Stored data

********************

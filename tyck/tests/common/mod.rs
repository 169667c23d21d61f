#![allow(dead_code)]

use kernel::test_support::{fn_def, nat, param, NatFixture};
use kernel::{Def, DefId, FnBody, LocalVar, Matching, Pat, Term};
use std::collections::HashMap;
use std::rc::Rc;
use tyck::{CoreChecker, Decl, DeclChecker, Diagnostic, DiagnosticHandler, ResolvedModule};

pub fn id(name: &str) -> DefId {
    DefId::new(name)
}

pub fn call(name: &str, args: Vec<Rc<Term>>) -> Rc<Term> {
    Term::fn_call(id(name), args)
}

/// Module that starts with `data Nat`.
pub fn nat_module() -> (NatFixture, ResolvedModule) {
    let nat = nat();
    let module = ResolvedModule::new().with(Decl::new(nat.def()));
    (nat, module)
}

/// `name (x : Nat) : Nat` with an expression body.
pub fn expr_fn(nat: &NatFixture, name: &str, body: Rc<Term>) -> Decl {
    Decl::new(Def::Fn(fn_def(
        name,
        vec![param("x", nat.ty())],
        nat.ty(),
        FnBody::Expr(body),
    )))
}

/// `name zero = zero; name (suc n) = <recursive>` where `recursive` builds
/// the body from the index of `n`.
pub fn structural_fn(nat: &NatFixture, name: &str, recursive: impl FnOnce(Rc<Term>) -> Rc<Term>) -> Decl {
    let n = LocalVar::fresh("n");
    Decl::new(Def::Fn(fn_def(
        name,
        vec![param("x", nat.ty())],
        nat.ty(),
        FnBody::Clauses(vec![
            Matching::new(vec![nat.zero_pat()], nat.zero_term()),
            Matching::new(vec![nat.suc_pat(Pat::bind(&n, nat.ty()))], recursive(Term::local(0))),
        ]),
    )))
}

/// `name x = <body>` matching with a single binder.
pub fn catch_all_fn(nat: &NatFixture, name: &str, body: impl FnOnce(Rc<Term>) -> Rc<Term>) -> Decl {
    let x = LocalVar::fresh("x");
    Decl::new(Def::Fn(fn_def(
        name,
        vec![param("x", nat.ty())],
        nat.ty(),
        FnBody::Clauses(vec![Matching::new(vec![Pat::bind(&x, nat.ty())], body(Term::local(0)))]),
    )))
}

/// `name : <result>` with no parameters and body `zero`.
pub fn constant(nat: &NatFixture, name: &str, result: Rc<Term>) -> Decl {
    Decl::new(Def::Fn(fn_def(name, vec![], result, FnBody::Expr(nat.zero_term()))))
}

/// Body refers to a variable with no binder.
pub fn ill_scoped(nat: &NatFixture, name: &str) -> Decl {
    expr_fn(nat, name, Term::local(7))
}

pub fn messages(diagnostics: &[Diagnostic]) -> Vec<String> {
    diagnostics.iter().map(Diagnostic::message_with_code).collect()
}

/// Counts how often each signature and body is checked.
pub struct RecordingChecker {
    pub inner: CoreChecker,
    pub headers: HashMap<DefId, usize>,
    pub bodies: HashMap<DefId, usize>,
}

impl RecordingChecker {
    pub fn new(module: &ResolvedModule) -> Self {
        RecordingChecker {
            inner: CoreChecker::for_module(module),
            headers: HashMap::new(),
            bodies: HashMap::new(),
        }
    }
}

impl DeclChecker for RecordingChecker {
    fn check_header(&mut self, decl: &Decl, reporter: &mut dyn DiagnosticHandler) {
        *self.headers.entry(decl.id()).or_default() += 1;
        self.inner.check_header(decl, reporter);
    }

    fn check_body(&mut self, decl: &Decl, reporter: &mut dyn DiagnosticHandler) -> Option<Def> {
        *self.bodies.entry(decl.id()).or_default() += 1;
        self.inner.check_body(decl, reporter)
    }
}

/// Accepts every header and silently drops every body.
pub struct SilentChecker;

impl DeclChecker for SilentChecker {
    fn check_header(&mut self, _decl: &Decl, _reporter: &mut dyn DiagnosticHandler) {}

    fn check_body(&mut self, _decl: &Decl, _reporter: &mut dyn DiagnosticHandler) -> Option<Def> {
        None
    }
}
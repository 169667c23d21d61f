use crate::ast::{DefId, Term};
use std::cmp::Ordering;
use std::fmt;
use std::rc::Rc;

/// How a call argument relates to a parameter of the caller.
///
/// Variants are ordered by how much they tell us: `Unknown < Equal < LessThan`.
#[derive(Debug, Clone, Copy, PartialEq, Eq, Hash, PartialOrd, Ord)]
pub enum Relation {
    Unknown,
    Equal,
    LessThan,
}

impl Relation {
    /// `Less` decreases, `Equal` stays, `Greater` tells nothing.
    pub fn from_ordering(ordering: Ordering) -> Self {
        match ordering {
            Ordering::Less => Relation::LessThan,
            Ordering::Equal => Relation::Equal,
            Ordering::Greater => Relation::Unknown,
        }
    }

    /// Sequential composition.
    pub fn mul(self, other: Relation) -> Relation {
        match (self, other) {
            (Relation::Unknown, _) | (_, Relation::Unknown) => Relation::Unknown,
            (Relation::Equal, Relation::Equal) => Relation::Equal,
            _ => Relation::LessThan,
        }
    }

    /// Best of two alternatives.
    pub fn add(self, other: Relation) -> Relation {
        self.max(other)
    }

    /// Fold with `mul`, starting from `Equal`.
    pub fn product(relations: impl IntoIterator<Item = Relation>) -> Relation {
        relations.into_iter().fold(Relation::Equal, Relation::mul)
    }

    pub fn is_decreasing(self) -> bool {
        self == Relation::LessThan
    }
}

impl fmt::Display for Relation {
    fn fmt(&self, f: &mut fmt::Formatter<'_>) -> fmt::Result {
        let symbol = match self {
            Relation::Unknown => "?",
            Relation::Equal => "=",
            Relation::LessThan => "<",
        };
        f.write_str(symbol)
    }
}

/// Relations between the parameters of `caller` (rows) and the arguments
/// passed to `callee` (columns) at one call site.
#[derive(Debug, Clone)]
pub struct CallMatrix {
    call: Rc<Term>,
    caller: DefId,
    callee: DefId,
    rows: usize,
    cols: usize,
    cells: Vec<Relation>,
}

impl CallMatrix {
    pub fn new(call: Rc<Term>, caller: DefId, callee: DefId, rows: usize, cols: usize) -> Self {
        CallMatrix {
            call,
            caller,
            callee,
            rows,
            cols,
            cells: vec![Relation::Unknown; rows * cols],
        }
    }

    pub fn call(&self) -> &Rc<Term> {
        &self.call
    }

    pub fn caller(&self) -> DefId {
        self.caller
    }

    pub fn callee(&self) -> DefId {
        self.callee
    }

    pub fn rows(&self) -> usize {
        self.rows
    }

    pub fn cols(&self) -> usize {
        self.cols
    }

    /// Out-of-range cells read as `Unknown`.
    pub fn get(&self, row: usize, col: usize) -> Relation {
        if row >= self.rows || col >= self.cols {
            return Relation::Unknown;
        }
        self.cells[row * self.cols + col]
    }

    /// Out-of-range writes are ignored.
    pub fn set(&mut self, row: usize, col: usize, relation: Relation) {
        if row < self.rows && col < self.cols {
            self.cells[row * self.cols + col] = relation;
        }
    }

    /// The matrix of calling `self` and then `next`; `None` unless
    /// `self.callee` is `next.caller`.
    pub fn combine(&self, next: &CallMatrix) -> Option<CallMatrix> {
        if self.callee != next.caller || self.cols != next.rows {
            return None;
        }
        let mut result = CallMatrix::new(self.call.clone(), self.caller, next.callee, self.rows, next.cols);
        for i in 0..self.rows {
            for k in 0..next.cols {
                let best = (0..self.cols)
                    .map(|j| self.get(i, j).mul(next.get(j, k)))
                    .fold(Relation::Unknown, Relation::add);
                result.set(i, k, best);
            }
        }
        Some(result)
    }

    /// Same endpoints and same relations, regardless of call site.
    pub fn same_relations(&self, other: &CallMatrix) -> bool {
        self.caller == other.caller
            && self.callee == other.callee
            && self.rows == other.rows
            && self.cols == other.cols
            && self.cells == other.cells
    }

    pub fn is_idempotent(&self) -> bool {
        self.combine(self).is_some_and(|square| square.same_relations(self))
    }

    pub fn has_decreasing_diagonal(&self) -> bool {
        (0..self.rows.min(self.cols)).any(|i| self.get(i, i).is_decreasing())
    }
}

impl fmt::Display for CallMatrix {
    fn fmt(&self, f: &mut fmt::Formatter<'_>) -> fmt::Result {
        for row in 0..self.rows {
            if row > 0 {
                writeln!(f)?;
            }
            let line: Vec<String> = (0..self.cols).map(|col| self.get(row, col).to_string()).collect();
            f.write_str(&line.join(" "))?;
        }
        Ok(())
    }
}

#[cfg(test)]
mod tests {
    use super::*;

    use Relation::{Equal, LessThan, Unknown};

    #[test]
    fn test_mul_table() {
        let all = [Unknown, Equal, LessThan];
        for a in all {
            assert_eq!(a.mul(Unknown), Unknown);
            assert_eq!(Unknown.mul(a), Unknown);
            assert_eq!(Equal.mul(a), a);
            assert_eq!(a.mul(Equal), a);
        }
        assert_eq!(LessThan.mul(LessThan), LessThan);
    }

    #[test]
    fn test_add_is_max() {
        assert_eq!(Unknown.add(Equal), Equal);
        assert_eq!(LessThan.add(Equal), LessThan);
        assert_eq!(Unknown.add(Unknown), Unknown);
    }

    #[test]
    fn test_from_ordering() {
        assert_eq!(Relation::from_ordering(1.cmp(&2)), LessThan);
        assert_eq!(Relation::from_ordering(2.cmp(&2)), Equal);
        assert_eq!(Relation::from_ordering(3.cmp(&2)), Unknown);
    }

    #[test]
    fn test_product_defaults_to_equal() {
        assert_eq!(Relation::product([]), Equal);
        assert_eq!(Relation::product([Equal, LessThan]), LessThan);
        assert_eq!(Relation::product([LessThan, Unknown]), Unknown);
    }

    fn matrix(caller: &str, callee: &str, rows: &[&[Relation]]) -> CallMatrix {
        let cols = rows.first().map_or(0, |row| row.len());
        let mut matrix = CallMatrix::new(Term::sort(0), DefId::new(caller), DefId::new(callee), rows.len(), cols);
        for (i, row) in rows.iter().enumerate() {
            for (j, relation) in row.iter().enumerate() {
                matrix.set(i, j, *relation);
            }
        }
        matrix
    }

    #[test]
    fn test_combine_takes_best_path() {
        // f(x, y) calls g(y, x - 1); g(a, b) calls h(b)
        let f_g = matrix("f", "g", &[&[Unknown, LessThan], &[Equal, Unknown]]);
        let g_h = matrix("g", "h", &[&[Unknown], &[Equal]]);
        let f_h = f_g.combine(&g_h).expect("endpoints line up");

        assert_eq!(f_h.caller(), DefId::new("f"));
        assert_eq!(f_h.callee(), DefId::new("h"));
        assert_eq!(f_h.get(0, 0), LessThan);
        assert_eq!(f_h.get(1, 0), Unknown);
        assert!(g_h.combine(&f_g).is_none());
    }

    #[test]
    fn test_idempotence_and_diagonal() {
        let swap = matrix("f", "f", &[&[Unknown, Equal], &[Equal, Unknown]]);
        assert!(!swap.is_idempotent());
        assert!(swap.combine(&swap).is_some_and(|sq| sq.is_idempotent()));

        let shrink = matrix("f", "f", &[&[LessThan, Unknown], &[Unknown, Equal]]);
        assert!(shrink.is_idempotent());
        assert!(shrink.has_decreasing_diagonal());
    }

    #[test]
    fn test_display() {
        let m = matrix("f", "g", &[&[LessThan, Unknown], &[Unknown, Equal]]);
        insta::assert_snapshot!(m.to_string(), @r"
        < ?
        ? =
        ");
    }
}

********************

= Prompt =
Send back an exact copy of only the lines from the line with "let mut result" up to and including the line with "assert_eq!(a.mul(Unknown), Unknown);" in the data above.

= Answer for this exercise =
        let mut result = CallMatrix::new(self.call.clone(), self.caller, next.callee, self.rows, next.cols);
        for i in 0..self.rows {
            for k in 0..next.cols {
                let best = (0..self.cols)
                    .map(|j| self.get(i, j).mul(next.get(j, k)))
                    .fold(Relation::Unknown, Relation::add);
                result.set(i, k, best);
            }
        }
        Some(result)
    }

    /// Same endpoints and same relations, regardless of call site.
    pub fn same_relations(&self, other: &CallMatrix) -> bool {
        self.caller == other.caller
            && self.callee == other.callee
            && self.rows == other.rows
            && self.cols == other.cols
            && self.cells == other.cells
    }

    pub fn is_idempotent(&self) -> bool {
        self.combine(self).is_some_and(|square| square.same_relations(self))
    }

    pub fn has_decreasing_diagonal(&self) -> bool {
        (0..self.rows.min(self.cols)).any(|i| self.get(i, i).is_decreasing())
    }
}

impl fmt::Display for CallMatrix {
    fn fmt(&self, f: &mut fmt::Formatter<'_>) -> fmt::Result {
        for row in 0..self.rows {
            if row > 0 {
                writeln!(f)?;
            }
            let line: Vec<String> = (0..self.cols).map(|col| self.get(row, col).to_string()).collect();
            f.write_str(&line.join(" "))?;
        }
        Ok(())
    }
}

#[cfg(test)]
mod tests {
    use super::*;

    use Relation::{Equal, LessThan, Unknown};

    #[test]
    fn test_mul_table() {
        let all = [Unknown, Equal, LessThan];
        for a in all {
            assert_eq!(a.mul(Unknown), Unknown);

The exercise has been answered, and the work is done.